Of course, if you know me, you know my position on blaming specific foods for rising weight and ill health. Individual foods matter little. Eating patterns matter immensely. No one food can be fattening. But your total diet sure can be out of whack.

Just recently, a new study made headlines claiming that Americans have had it wrong all along. Italian researchers find that pasta is good for weight control.

Pasta good … pasta bad. Pasta makes you slim … pasta makes you fat. What are you to believe? Is pasta fattening after all?

Before deciding that a food contributes to weight gain, ask yourself these questions: 1) How much of this food am I eating, or how much does it contribute to my total calorie intake and 2) What am I not eating whenever I eat this food.

If your plate is covered with spaghetti, then maybe your serving size is fattening.

If you’re not eating a cup of nonstarchy vegetables like broccoli, carrots and zucchini for a mere 50-ish calories because you’re dipping into the pasta bowl for a second or third time – at about 220 calories per cup – then your overall diet probably needs some tweaking.

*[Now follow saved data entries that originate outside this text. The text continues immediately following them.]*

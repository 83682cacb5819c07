//! Error types for Flywheel

use thiserror::Error;

/// Result type alias using Flywheel's Error type
pub type Result<T> = std::result::Result<T, Error>;

/// Main error type for Flywheel operations
///
/// Inference failures are deliberately absent: the inference client absorbs
/// them into the response text so the pipeline always has a string to carry
/// forward into a `TaskResult`.
#[derive(Error, Debug)]
pub enum Error {
    /// Fatal startup error (broker unreachable, bad listen address, ...)
    #[error("startup error: {0}")]
    Startup(String),

    /// Broker connection lost after startup
    #[error("transport error: {0}")]
    Transport(String),

    /// Inbound task payload could not be decoded
    #[error("task decode error: {0}")]
    TaskDecode(String),

    /// The per-task delivery endpoint was not a valid host:port pair
    #[error("bad delivery endpoint {endpoint:?}: {reason}")]
    BadEndpoint { endpoint: String, reason: String },

    /// The result callback RPC failed
    #[error("delivery error: {0}")]
    Delivery(String),

    /// Configuration error
    #[error("configuration error: {0}")]
    Configuration(String),
}

impl Error {
    /// Check if this error must terminate the process
    pub fn is_fatal(&self) -> bool {
        matches!(self, Error::Startup(_) | Error::Configuration(_))
    }

    /// Check if this error loses a task or its result
    ///
    /// These are the silent-drop cases: the message or result is gone for
    /// good and the coordinator is never told.
    pub fn loses_work(&self) -> bool {
        matches!(
            self,
            Error::TaskDecode(_) | Error::BadEndpoint { .. } | Error::Delivery(_)
        )
    }
}

impl From<serde_json::Error> for Error {
    fn from(err: serde_json::Error) -> Self {
        Error::TaskDecode(err.to_string())
    }
}
//! Flywheel Broker - Pub/sub transport layer
//!
//! This crate connects the worker to the fleet's message broker:
//! - `Broker`/`Consumer` traits at the transport seam
//! - MQTT implementation (`rumqttc`) with a serialized inbound queue
//! - Topic naming under the fleet namespace
//! - Best-effort status/log event publishing
//! - An in-process broker for tests

pub mod events;
pub mod memory;
pub mod mqtt;
pub mod topics;
pub mod traits;

pub use events::EventPublisher;
pub use memory::{memory_consumer, MemoryBroker, MemoryConsumer};
pub use mqtt::{MqttBroker, MqttConsumer};
pub use topics::Topics;
pub use traits::{Broker, BrokerError, BrokerResult, Consumer, InboundMessage};
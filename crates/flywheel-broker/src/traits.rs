//! Broker trait definitions

use async_trait::async_trait;
use thiserror::Error;

/// Result type for broker operations
pub type BrokerResult<T> = Result<T, BrokerError>;

/// Errors that can occur during broker operations
#[derive(Error, Debug)]
pub enum BrokerError {
    /// Connection error
    #[error("connection error: {0}")]
    Connection(String),

    /// Publish error
    #[error("publish error: {0}")]
    Publish(String),

    /// Subscribe error
    #[error("subscribe error: {0}")]
    Subscribe(String),

    /// The connection is gone and will not come back
    #[error("connection closed")]
    Closed,
}

impl From<BrokerError> for flywheel_core::Error {
    fn from(err: BrokerError) -> Self {
        match err {
            BrokerError::Connection(msg) => flywheel_core::Error::Startup(msg),
            other => flywheel_core::Error::Transport(other.to_string()),
        }
    }
}

/// One raw message received from the broker
#[derive(Debug, Clone)]
pub struct InboundMessage {
    /// Topic the message arrived on
    pub topic: String,

    /// Raw payload bytes
    pub payload: Vec<u8>,
}

/// Publish capability of the broker connection
#[async_trait]
pub trait Broker: Send + Sync + Clone {
    /// Publish a payload to a topic
    async fn publish(&self, topic: &str, payload: Vec<u8>) -> BrokerResult<()>;

    /// Check if the connection is still up
    fn is_connected(&self) -> bool;
}

/// Sequential consumer of inbound messages
///
/// `next` takes `&mut self`: the caller holds the only consuming handle, so
/// message *n+1* cannot be observed before the handler for message *n* is
/// back in this loop. Returns `None` once the underlying connection is lost;
/// the stream never resumes.
#[async_trait]
pub trait Consumer: Send {
    /// Get the next inbound message
    async fn next(&mut self) -> Option<InboundMessage>;
}

#[cfg(test)]
mod tests {
    use super::*;

    #[test]
    fn test_connection_error_is_fatal_at_startup() {
        let err: flywheel_core::Error = BrokerError::Connection("refused".into()).into();
        assert!(err.is_fatal());
    }

    #[test]
    fn test_closed_maps_to_transport() {
        let err: flywheel_core::Error = BrokerError::Closed.into();
        assert!(!err.is_fatal());
        assert!(matches!(err, flywheel_core::Error::Transport(_)));
    }
}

Or maybe it needs a total makeover.

Healthy pasta

Veggie-Powered Pasta Sauce with Lentils

The Italian study in the journal Nutrition & Diabetes tells me that more pasta as a percentage of total calories is associated with healthier weight status when consumed with other traditional foods in a Mediterranean-style diet. It doesn’t suggest that adding a plate of penne to your current diet is a smart idea. In other words, don’t fear that pasta will make you fat. Enjoy a small serving of pasta with other health-boosting foods. Skip the Alfredo sauce. Instead toss your pasta with tomatoes, onions, garlic and any and all of your favorite vegetables.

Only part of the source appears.